You are viewing a plain text version of this content. The canonical link for it is here.
Posted to commits@arrow.apache.org by qu...@apache.org on 2023/05/23 15:32:19 UTC
[arrow-julia] branch main updated: Handle len of -1 in "compressed" buffers from other languages (#442)
This is an automated email from the ASF dual-hosted git repository.
quinnj pushed a commit to branch main
in repository https://gitbox.apache.org/repos/asf/arrow-julia.git
The following commit(s) were added to refs/heads/main by this push:
new 3008e7f Handle len of -1 in "compressed" buffers from other languages (#442)
3008e7f is described below
commit 3008e7feaa37d9bd0e1cc03572ea855e2c2d97ca
Author: Jacob Quinn <qu...@gmail.com>
AuthorDate: Tue May 23 09:32:13 2023 -0600
Handle len of -1 in "compressed" buffers from other languages (#442)
It's unclear why other language implementations will have a compression
set for arrow data, then indicate that the length is -1, as a sentinel
value that the data is actually _not_ compressed. But since they do, we
can handle that case pretty easily. I'm basically just adding a test
here from @DrChainsaw's original PR (#436 ).
---
src/table.jl | 5 +++--
test/java_compress_len_neg_one.arrow | Bin 0 -> 6050 bytes
test/runtests.jl | 8 ++++++++
3 files changed, 11 insertions(+), 2 deletions(-)
diff --git a/src/table.jl b/src/table.jl
index ff44f05..49b6153 100644
--- a/src/table.jl
+++ b/src/table.jl
@@ -521,11 +521,12 @@ function uncompress(ptr::Ptr{UInt8}, buffer, compression)
len = unsafe_load(convert(Ptr{Int64}, ptr))

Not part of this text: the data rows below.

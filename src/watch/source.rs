// src/watch/source.rs

//! Typed file-system event source on top of `notify`.
//!
//! `notify` reports raw, platform-flavoured events and has no notion of an
//! initial scan. This module narrows them to [`WatchEvent`]s and appends an
//! [`WatchEvent::InitialScanComplete`] once the subscription is live and the
//! optional discovery pass has reported every pre-existing file.

use std::path::{Path, PathBuf};
use std::sync::Arc;
use std::time::Duration;

use notify::event::{EventKind, ModifyKind, RenameMode};
use notify::{Config, Event, PollWatcher, RecommendedWatcher, RecursiveMode, Watcher};
use tokio::sync::mpsc;
use tracing::{debug, info, warn};

use crate::errors::Result;
use crate::fs::FileSystem;
use crate::types::ChangeKind;

/// Interval used when polling is forced with `--poll`.
pub const POLL_INTERVAL: Duration = Duration::from_millis(500);

/// A single notification from a subscription.
#[derive(Debug, Clone, PartialEq, Eq)]
pub enum WatchEvent {
    Added(PathBuf),
    Changed(PathBuf),
    Removed(PathBuf),
    /// Every file that existed when the subscription started has been
    /// reported. Sent once per subscription.
    InitialScanComplete,
}

impl WatchEvent {
    pub fn path(&self) -> Option<&Path> {
        match self {
            WatchEvent::Added(p) | WatchEvent::Changed(p) | WatchEvent::Removed(p) => Some(p),
            WatchEvent::InitialScanComplete => None,
        }
    }

    pub fn kind(&self) -> Option<ChangeKind> {
        match self {
            WatchEvent::Added(_) => Some(ChangeKind::Add),
            WatchEvent::Changed(_) => Some(ChangeKind::Change),
            WatchEvent::Removed(_) => Some(ChangeKind::Unlink),
            WatchEvent::InitialScanComplete => None,
        }
    }
}

/// What travels over a subscription channel. Errors come from the live
/// `notify` backend.
pub type SourceMessage = std::result::Result<WatchEvent, notify::Error>;

/// Whether a runtime `notify` error leaves the watch unusable.
pub fn is_fatal(err: &notify::Error) -> bool {
    matches!(err.kind, notify::ErrorKind::MaxFilesWatch)
}

/// Map a raw `notify` event to zero or more [`WatchEvent`]s.
pub fn translate(event: &Event) -> Vec<WatchEvent> {
    let paths = event.paths.iter().cloned();
    match event.kind {
        EventKind::Create(_) => paths.map(WatchEvent::Added).collect(),
        EventKind::Remove(_) => paths.map(WatchEvent::Removed).collect(),
        EventKind::Modify(ModifyKind::Name(RenameMode::From)) => {
            paths.map(WatchEvent::Removed).collect()
        }
        EventKind::Modify(ModifyKind::Name(RenameMode::To)) => {
            paths.map(WatchEvent::Added).collect()
        }
        EventKind::Modify(ModifyKind::Name(RenameMode::Both)) => {
            // paths = [from, to]
            let mut out = Vec::with_capacity(2);
            if let Some(from) = event.paths.first() {
                out.push(WatchEvent::Removed(from.clone()));
            }
            if let Some(to) = event.paths.get(1) {
                out.push(WatchEvent::Added(to.clone()));
            }
            out
        }
        EventKind::Modify(ModifyKind::Name(_)) => paths
            .map(|p| {
                if p.exists() {
                    WatchEvent::Added(p)
                } else {
                    WatchEvent::Removed(p)
                }
            })
            .collect(),
        EventKind::Modify(_) | EventKind::Any => paths.map(WatchEvent::Changed).collect(),
        EventKind::Access(_) | EventKind::Other => Vec::new(),
    }
}

/// Settings for one subscription.
#[derive(Debug, Clone)]
pub struct SubscriptionOptions {
    /// File or directory to watch (recursively).
    pub root: PathBuf,
    /// Use `notify`'s polling backend instead of native notifications.
    pub poll: bool,
    /// Report pre-existing files with these names as `Added` before
    /// `InitialScanComplete`. Empty means no discovery pass.
    pub discover: Vec<String>,
}

/// A live subscription. Dropping it stops the underlying watcher.
pub struct Subscription {
    _inner: Box<dyn Watcher + Send>,
}

impl std::fmt::Debug for Subscription {
    fn fmt(&self, f: &mut std::fmt::Formatter<'_>) -> std::fmt::Result {
        f.debug_struct("Subscription").finish()
    }
}

/// Something that can open subscriptions. The runtime and the ignore-file
/// watcher go through this so tests can feed events by hand.
pub trait EventSource: Send {
    type Handle: Send;

    fn subscribe(
        &mut self,
        options: &SubscriptionOptions,
        tx: mpsc::UnboundedSender<SourceMessage>,
    ) -> Result<Self::Handle>;
}

/// Production source backed by `notify`.
#[derive(Debug, Clone)]
pub struct NotifySource {
    fs: Arc<dyn FileSystem>,
}

impl NotifySource {
    pub fn new(fs: Arc<dyn FileSystem>) -> Self {
        Self { fs }
    }
}

impl EventSource for NotifySource {
    type Handle = Subscription;

    fn subscribe(
        &mut self,
        options: &SubscriptionOptions,
        tx: mpsc::UnboundedSender<SourceMessage>,
    ) -> Result<Subscription> {
        let handler = {
            let tx = tx.clone();
            move |res: notify::Result<Event>| match res {
                Ok(event) => {
                    for ev in translate(&event) {
                        // Receiver gone means the watcher is shutting down.
                        let _ = tx.send(Ok(ev));
                    }
                }
                Err(err) => {
                    let _ = tx.send(Err(err));
                }
            }
        };

        // notify follows symlinks by default when recursing.
        let mut watcher: Box<dyn Watcher + Send> = if options.poll {
            Box::new(PollWatcher::new(
                handler,
                Config::default().with_poll_interval(POLL_INTERVAL),
            )?)
        } else {
            Box::new(RecommendedWatcher::new(handler, Config::default())?)
        };
        watcher.watch(&options.root, RecursiveMode::Recursive)?;

        info!(root = ?options.root, poll = options.poll, "file watch subscription started");

        let fs = Arc::clone(&self.fs);
        let root = options.root.clone();
        let names = options.discover.clone();
        tokio::task::spawn_blocking(move || {
            if !names.is_empty() {
                for path in discover_files(fs.as_ref(), &root, &names) {
                    debug!(?path, "discovered");
                    if tx.send(Ok(WatchEvent::Added(path))).is_err() {
                        return;
                    }
                }
            }
            let _ = tx.send(Ok(WatchEvent::InitialScanComplete));
        });

        Ok(Subscription { _inner: watcher })
    }
}

/// Breadth-first search under `root` for files named one of `names`.
///
/// Directories named in `SKIP_DIRS` are not descended into. Directory
/// symlinks are followed; a directory reached twice through different links
/// is only walked once.
pub fn discover_files(fs: &dyn FileSystem, root: &Path, names: &[String]) -> Vec<PathBuf> {
    use std::collections::{HashSet, VecDeque};

    use crate::watch::path_utils::{SKIP_DIRS, has_file_name};

    let mut found = Vec::new();
    if fs.is_file(root) {
        if has_file_name(root, names) {
            found.push(root.to_path_buf());
        }
        return found;
    }

    let mut visited = HashSet::new();
    let mut queue = VecDeque::from([root.to_path_buf()]);

    while let Some(dir) = queue.pop_front() {
        let canon = fs.canonicalize(&dir).unwrap_or_else(|_| dir.clone());
        if !visited.insert(canon) {
            continue;
        }

        let entries = match fs.read_dir(&dir) {
            Ok(entries) => entries,
            Err(err) => {
                warn!(?dir, error = %err, "cannot list directory during discovery");
                continue;
            }
        };

        for path in entries {
            if fs.is_dir(&path) {
                let skip = path
                    .file_name()
                    .and_then(|n| n.to_str())
                    .is_some_and(|n| SKIP_DIRS.contains(&n));
                if !skip {
                    queue.push_back(path);
                }
            } else if fs.is_file(&path) && has_file_name(&path, names) {
                found.push(path);
            }
        }
    }

    found
}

ptr += 8 # skip past uncompressed length as Int64
encodedbytes = unsafe_wrap(Array, ptr, buffer.length - 8)
- if len === -1
+ if len == -1
# len = -1 means data is not compressed
+ # it's unclear why other language implementations allow this
+ # but we support to be able to read data produced as such
return length(encodedbytes), copy(encodedbytes)
end
-
decodedbytes = Vector{UInt8}(undef, len)
if compression.codec === Meta.CompressionTypes.LZ4_FRAME
transcode(LZ4FrameDecompressor, encodedbytes, decodedbytes)
diff --git a/test/java_compress_len_neg_one.arrow b/test/java_compress_len_neg_one.arrow
new file mode 100644
index 0000000..1d0f864
Binary files /dev/null and b/test/java_compress_len_neg_one.arrow differ
diff --git a/test/runtests.jl b/test/runtests.jl
index 3cdac88..47a137f 100644
--- a/test/runtests.jl
+++ b/test/runtests.jl
@@ -666,6 +666,14 @@ t2 = Arrow.Table(buf2)
end
+@testset "# 435" begin
+
+t = Arrow.Table(joinpath(dirname(pathof(Arrow)), "../test/java_compress_len_neg_one.arrow"))
+@test length(t) == 15
+@test length(t.isA) == 102
+
+end
+
end # @testset "misc"
end